◆ **EXTRACTED DATA**
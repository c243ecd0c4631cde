//! The room registry: shared state, synchronized access, and the
//! occupancy broadcast.

use std::sync::{Arc, Mutex, PoisonError, RwLock};

use atria_types::{RoomId, RoomSnapshot, SubscriberId};
use tracing::{debug, info, warn};

use crate::config::RegistryConfig;
use crate::error::RegistryError;
use crate::observer::{ObserverTable, OccupancyObserver};
use crate::room::Room;

/// Recover the guard from a lock, poisoned or not.
///
/// Critical sections under registry locks contain no panicking code, so
/// a poisoned guard still holds consistent data; recovery keeps one
/// crashed caller from wedging every later one.
fn recover<G>(result: Result<G, PoisonError<G>>) -> G {
    result.unwrap_or_else(PoisonError::into_inner)
}

/// Process-shared room state and the observer broadcast.
///
/// Locking discipline, outer to inner:
///
/// - the `rooms` readers-writer lock: held for write only by
///   [`configure`](Self::configure) (the full-barrier reset), for read
///   by every per-room operation;
/// - one `Mutex` per room: makes read-check-write sequences on that room
///   indivisible, while operations on distinct rooms run in parallel;
/// - the observer lock, never held together with a room lock. Handlers
///   run after the mutation commits, outside all registry locks.
///
/// A registry is a plain value with no global state behind it: construct
/// one at the composition point (usually inside an [`Arc`]) and pass it
/// to the operations in [`crate::ops`]. Tests can run any number of
/// independent registries side by side.
pub struct RoomRegistry {
    /// Rooms stored densely: id `n` lives at index `n - 1`.
    rooms: RwLock<Vec<Mutex<Room>>>,
    /// Subscriptions keyed by room id, not room instance, so they
    /// survive reconfiguration.
    observers: RwLock<ObserverTable>,
}

impl RoomRegistry {
    /// An unconfigured registry with no rooms.
    ///
    /// Every room id resolves to `NotFound` until
    /// [`configure`](Self::configure) runs. Observers may be registered
    /// before the first configure.
    pub fn new() -> Self {
        Self {
            rooms: RwLock::new(Vec::new()),
            observers: RwLock::new(ObserverTable::default()),
        }
    }

    /// A registry with `config` already applied.
    pub fn with_config(config: RegistryConfig) -> Self {
        let registry = Self::new();
        registry.configure(config);
        registry
    }

    // -----------------------------------------------------------------
    // Configuration
    // -----------------------------------------------------------------

    /// Replace the entire room set with fresh rooms built from `config`.
    ///
    /// Rooms get ids `1..=room_count`, the default capacity, no
    /// occupancy, no booking. This is an explicit reset, not an additive
    /// operation: prior bookings and occupancy are discarded. Registered
    /// observers are kept.
    ///
    /// Always succeeds (out-of-range config values are clamped, see
    /// [`RegistryConfig::validated`]). Holding the write lock makes this
    /// a full barrier: no other registry operation overlaps it.
    pub fn configure(&self, config: RegistryConfig) {
        let config = config.validated();
        let fresh: Vec<Mutex<Room>> = (1..=u64::from(config.room_count))
            .map(|id| Mutex::new(Room::new(RoomId(id), config.default_capacity)))
            .collect();

        {
            let mut rooms = recover(self.rooms.write());
            *rooms = fresh;
        }

        info!(
            room_count = config.room_count,
            default_capacity = config.default_capacity,
            "registry configured"
        );
    }

    // -----------------------------------------------------------------
    // Room access
    // -----------------------------------------------------------------

    /// Index of a room id in the dense store.
    ///
    /// Id zero and anything past the end of the vector resolve to
    /// `NotFound` at the lookup site.
    fn index_of(room_id: RoomId) -> Option<usize> {
        room_id.0.checked_sub(1).and_then(|ix| usize::try_from(ix).ok())
    }

    /// Run `f` on one room under the outer read lock plus that room's
    /// mutex.
    ///
    /// This is the atomicity primitive every operation builds on: while
    /// `f` runs, no other caller can touch the same room, and `configure`
    /// is fully excluded. `f` must not call back into the registry.
    pub(crate) fn with_room<T>(
        &self,
        room_id: RoomId,
        f: impl FnOnce(&mut Room) -> T,
    ) -> Result<T, RegistryError> {
        let rooms = recover(self.rooms.read());
        let slot = Self::index_of(room_id)
            .and_then(|ix| rooms.get(ix))
            .ok_or(RegistryError::NotFound(room_id))?;
        let mut room = recover(slot.lock());
        Ok(f(&mut room))
    }

    /// The current state of one room as an immutable copy.
    ///
    /// A snapshot, not a live reference: holding the result never blocks
    /// other callers, and concurrent updates are simply not visible in
    /// it.
    pub fn get_status(&self, room_id: RoomId) -> Result<RoomSnapshot, RegistryError> {
        self.with_room(room_id, |room| room.snapshot())
    }

    /// Update one room's capacity ceiling in place.
    ///
    /// Fails with `NotFound` for an unknown id, `InvalidArgument` for a
    /// zero capacity. Does not touch occupancy or booking state.
    pub fn set_max_capacity(
        &self,
        room_id: RoomId,
        max_capacity: u32,
    ) -> Result<(), RegistryError> {
        self.with_room(room_id, |room| {
            if max_capacity == 0 {
                return Err(RegistryError::InvalidArgument(
                    "max_capacity must be positive".to_string(),
                ));
            }
            room.max_capacity = max_capacity;
            info!(%room_id, max_capacity, "room capacity updated");
            Ok(())
        })?
    }

    /// Number of rooms currently configured.
    pub fn room_count(&self) -> usize {
        recover(self.rooms.read()).len()
    }

    /// Snapshots of every configured room, in id order.
    ///
    /// Rooms are locked one at a time, so the result is consistent per
    /// room but not a cross-room atomic view.
    pub fn snapshot_all(&self) -> Vec<RoomSnapshot> {
        let rooms = recover(self.rooms.read());
        rooms
            .iter()
            .map(|slot| recover(slot.lock()).snapshot())
            .collect()
    }

    // -----------------------------------------------------------------
    // Observers
    // -----------------------------------------------------------------

    /// Register `observer` for `room_id` and return its subscription id.
    ///
    /// Appends without deduplication: registering the same observer
    /// twice means two notifications per report, and notification order
    /// is registration order. Never fails. The room id does not have to
    /// be configured yet — subscriptions are keyed by id and survive
    /// [`configure`](Self::configure); one for an out-of-range id simply
    /// never fires.
    pub fn add_observer(
        &self,
        room_id: RoomId,
        observer: Arc<dyn OccupancyObserver>,
    ) -> SubscriberId {
        let subscriber_id = recover(self.observers.write()).subscribe(room_id, observer);
        debug!(%room_id, %subscriber_id, "observer registered");
        subscriber_id
    }

    /// Drop one subscription. Returns `true` if it existed.
    pub fn remove_observer(&self, subscriber_id: SubscriberId) -> bool {
        let removed = recover(self.observers.write()).unsubscribe(subscriber_id);
        if removed {
            debug!(%subscriber_id, "observer removed");
        }
        removed
    }

    /// Number of subscriptions registered for `room_id`.
    pub fn observer_count(&self, room_id: RoomId) -> usize {
        recover(self.observers.read()).count_for(room_id)
    }

    /// Broadcast `occupied` to every subscriber registered for
    /// `room_id`, in registration order. Returns how many were invoked.
    ///
    /// The subscriber list is copied out and the observer lock released
    /// before the first handler runs, so a slow handler cannot stall
    /// registrations and a handler may safely call back into the
    /// registry. A failing handler is logged and skipped; the remaining
    /// subscribers are still notified.
    pub fn notify(&self, room_id: RoomId, occupied: bool) -> usize {
        let subscribers = recover(self.observers.read()).subscribers_for(room_id);
        for (subscriber_id, observer) in &subscribers {
            if let Err(error) = observer.on_occupancy(room_id, occupied) {
                warn!(
                    %room_id,
                    %subscriber_id,
                    error = %error,
                    "observer notification failed"
                );
            }
        }
        subscribers.len()
    }
}

impl Default for RoomRegistry {
    fn default() -> Self {
        Self::new()
    }
}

◆ **ABOUT THIS TASK**
Send back the whole listing above exactly, please.

◆ **SOLUTION**
repository c243ecd0c4631cde
//! The room registry: shared state, synchronized access, and the
//! occupancy broadcast.

use std::sync::{Arc, Mutex, PoisonError, RwLock};

use atria_types::{RoomId, RoomSnapshot, SubscriberId};
use tracing::{debug, info, warn};

use crate::config::RegistryConfig;
use crate::error::RegistryError;
use crate::observer::{ObserverTable, OccupancyObserver};
use crate::room::Room;

/// Recover the guard from a lock, poisoned or not.
///
/// Critical sections under registry locks contain no panicking code, so
/// a poisoned guard still holds consistent data; recovery keeps one
/// crashed caller from wedging every later one.
fn recover<G>(result: Result<G, PoisonError<G>>) -> G {
    result.unwrap_or_else(PoisonError::into_inner)
}

/// Process-shared room state and the observer broadcast.
///
/// Locking discipline, outer to inner:
///
/// - the `rooms` readers-writer lock: held for write only by
///   [`configure`](Self::configure) (the full-barrier reset), for read
///   by every per-room operation;
/// - one `Mutex` per room: makes read-check-write sequences on that room
///   indivisible, while operations on distinct rooms run in parallel;
/// - the observer lock, never held together with a room lock. Handlers
///   run after the mutation commits, outside all registry locks.
///
/// A registry is a plain value with no global state behind it: construct
/// one at the composition point (usually inside an [`Arc`]) and pass it
/// to the operations in [`crate::ops`]. Tests can run any number of
/// independent registries side by side.
pub struct RoomRegistry {
    /// Rooms stored densely: id `n` lives at index `n - 1`.
    rooms: RwLock<Vec<Mutex<Room>>>,
    /// Subscriptions keyed by room id, not room instance, so they
    /// survive reconfiguration.
    observers: RwLock<ObserverTable>,
}

impl RoomRegistry {
    /// An unconfigured registry with no rooms.
    ///
    /// Every room id resolves to `NotFound` until
    /// [`configure`](Self::configure) runs. Observers may be registered
    /// before the first configure.
    pub fn new() -> Self {
        Self {
            rooms: RwLock::new(Vec::new()),
            observers: RwLock::new(ObserverTable::default()),
        }
    }

    /// A registry with `config` already applied.
    pub fn with_config(config: RegistryConfig) -> Self {
        let registry = Self::new();
        registry.configure(config);
        registry
    }

    // -----------------------------------------------------------------
    // Configuration
    // -----------------------------------------------------------------

    /// Replace the entire room set with fresh rooms built from `config`.
    ///
    /// Rooms get ids `1..=room_count`, the default capacity, no
    /// occupancy, no booking. This is an explicit reset, not an additive
    /// operation: prior bookings and occupancy are discarded. Registered
    /// observers are kept.
    ///
    /// Always succeeds (out-of-range config values are clamped, see
    /// [`RegistryConfig::validated`]). Holding the write lock makes this
    /// a full barrier: no other registry operation overlaps it.
    pub fn configure(&self, config: RegistryConfig) {
        let config = config.validated();
        let fresh: Vec<Mutex<Room>> = (1..=u64::from(config.room_count))
            .map(|id| Mutex::new(Room::new(RoomId(id), config.default_capacity)))
            .collect();

        {
            let mut rooms = recover(self.rooms.write());
            *rooms = fresh;
        }

        info!(
            room_count = config.room_count,
            default_capacity = config.default_capacity,
            "registry configured"
        );
    }

    // -----------------------------------------------------------------
    // Room access
    // -----------------------------------------------------------------

    /// Index of a room id in the dense store.
    ///
    /// Id zero and anything past the end of the vector resolve to
    /// `NotFound` at the lookup site.
    fn index_of(room_id: RoomId) -> Option<usize> {
        room_id.0.checked_sub(1).and_then(|ix| usize::try_from(ix).ok())
    }

    /// Run `f` on one room under the outer read lock plus that room's
    /// mutex.
    ///
    /// This is the atomicity primitive every operation builds on: while
    /// `f` runs, no other caller can touch the same room, and `configure`
    /// is fully excluded. `f` must not call back into the registry.
    pub(crate) fn with_room<T>(
        &self,
        room_id: RoomId,
        f: impl FnOnce(&mut Room) -> T,
    ) -> Result<T, RegistryError> {
        let rooms = recover(self.rooms.read());
        let slot = Self::index_of(room_id)
            .and_then(|ix| rooms.get(ix))
            .ok_or(RegistryError::NotFound(room_id))?;
        let mut room = recover(slot.lock());
        Ok(f(&mut room))
    }

    /// The current state of one room as an immutable copy.
    ///
    /// A snapshot, not a live reference: holding the result never blocks
    /// other callers, and concurrent updates are simply not visible in
    /// it.
    pub fn get_status(&self, room_id: RoomId) -> Result<RoomSnapshot, RegistryError> {
        self.with_room(room_id, |room| room.snapshot())
    }

    /// Update one room's capacity ceiling in place.
    ///
    /// Fails with `NotFound` for an unknown id, `InvalidArgument` for a
    /// zero capacity. Does not touch occupancy or booking state.
    pub fn set_max_capacity(
        &self,
        room_id: RoomId,
        max_capacity: u32,
    ) -> Result<(), RegistryError> {
        self.with_room(room_id, |room| {
            if max_capacity == 0 {
                return Err(RegistryError::InvalidArgument(
                    "max_capacity must be positive".to_string(),
                ));
            }
            room.max_capacity = max_capacity;
            info!(%room_id, max_capacity, "room capacity updated");
            Ok(())
        })?
    }

    /// Number of rooms currently configured.
    pub fn room_count(&self) -> usize {
        recover(self.rooms.read()).len()
    }

    /// Snapshots of every configured room, in id order.
    ///
    /// Rooms are locked one at a time, so the result is consistent per
    /// room but not a cross-room atomic view.
    pub fn snapshot_all(&self) -> Vec<RoomSnapshot> {
        let rooms = recover(self.rooms.read());
        rooms
            .iter()
            .map(|slot| recover(slot.lock()).snapshot())
            .collect()
    }

    // -----------------------------------------------------------------
    // Observers
    // -----------------------------------------------------------------

    /// Register `observer` for `room_id` and return its subscription id.
    ///
    /// Appends without deduplication: registering the same observer
    /// twice means two notifications per report, and notification order
    /// is registration order. Never fails. The room id does not have to
    /// be configured yet — subscriptions are keyed by id and survive
    /// [`configure`](Self::configure); one for an out-of-range id simply
    /// never fires.
    pub fn add_observer(
        &self,
        room_id: RoomId,
        observer: Arc<dyn OccupancyObserver>,
    ) -> SubscriberId {
        let subscriber_id = recover(self.observers.write()).subscribe(room_id, observer);
        debug!(%room_id, %subscriber_id, "observer registered");
        subscriber_id
    }

    /// Drop one subscription. Returns `true` if it existed.
    pub fn remove_observer(&self, subscriber_id: SubscriberId) -> bool {
        let removed = recover(self.observers.write()).unsubscribe(subscriber_id);
        if removed {
            debug!(%subscriber_id, "observer removed");
        }
        removed
    }

    /// Number of subscriptions registered for `room_id`.
    pub fn observer_count(&self, room_id: RoomId) -> usize {
        recover(self.observers.read()).count_for(room_id)
    }

    /// Broadcast `occupied` to every subscriber registered for
    /// `room_id`, in registration order. Returns how many were invoked.
    ///
    /// The subscriber list is copied out and the observer lock released
    /// before the first handler runs, so a slow handler cannot stall
    /// registrations and a handler may safely call back into the
    /// registry. A failing handler is logged and skipped; the remaining
    /// subscribers are still notified.
    pub fn notify(&self, room_id: RoomId, occupied: bool) -> usize {
        let subscribers = recover(self.observers.read()).subscribers_for(room_id);
        for (subscriber_id, observer) in &subscribers {
            if let Err(error) = observer.on_occupancy(room_id, occupied) {
                warn!(
                    %room_id,
                    %subscriber_id,
                    error = %error,
                    "observer notification failed"
                );
            }
        }
        subscribers.len()
    }
}

impl Default for RoomRegistry {
    fn default() -> Self {
        Self::new()
    }
}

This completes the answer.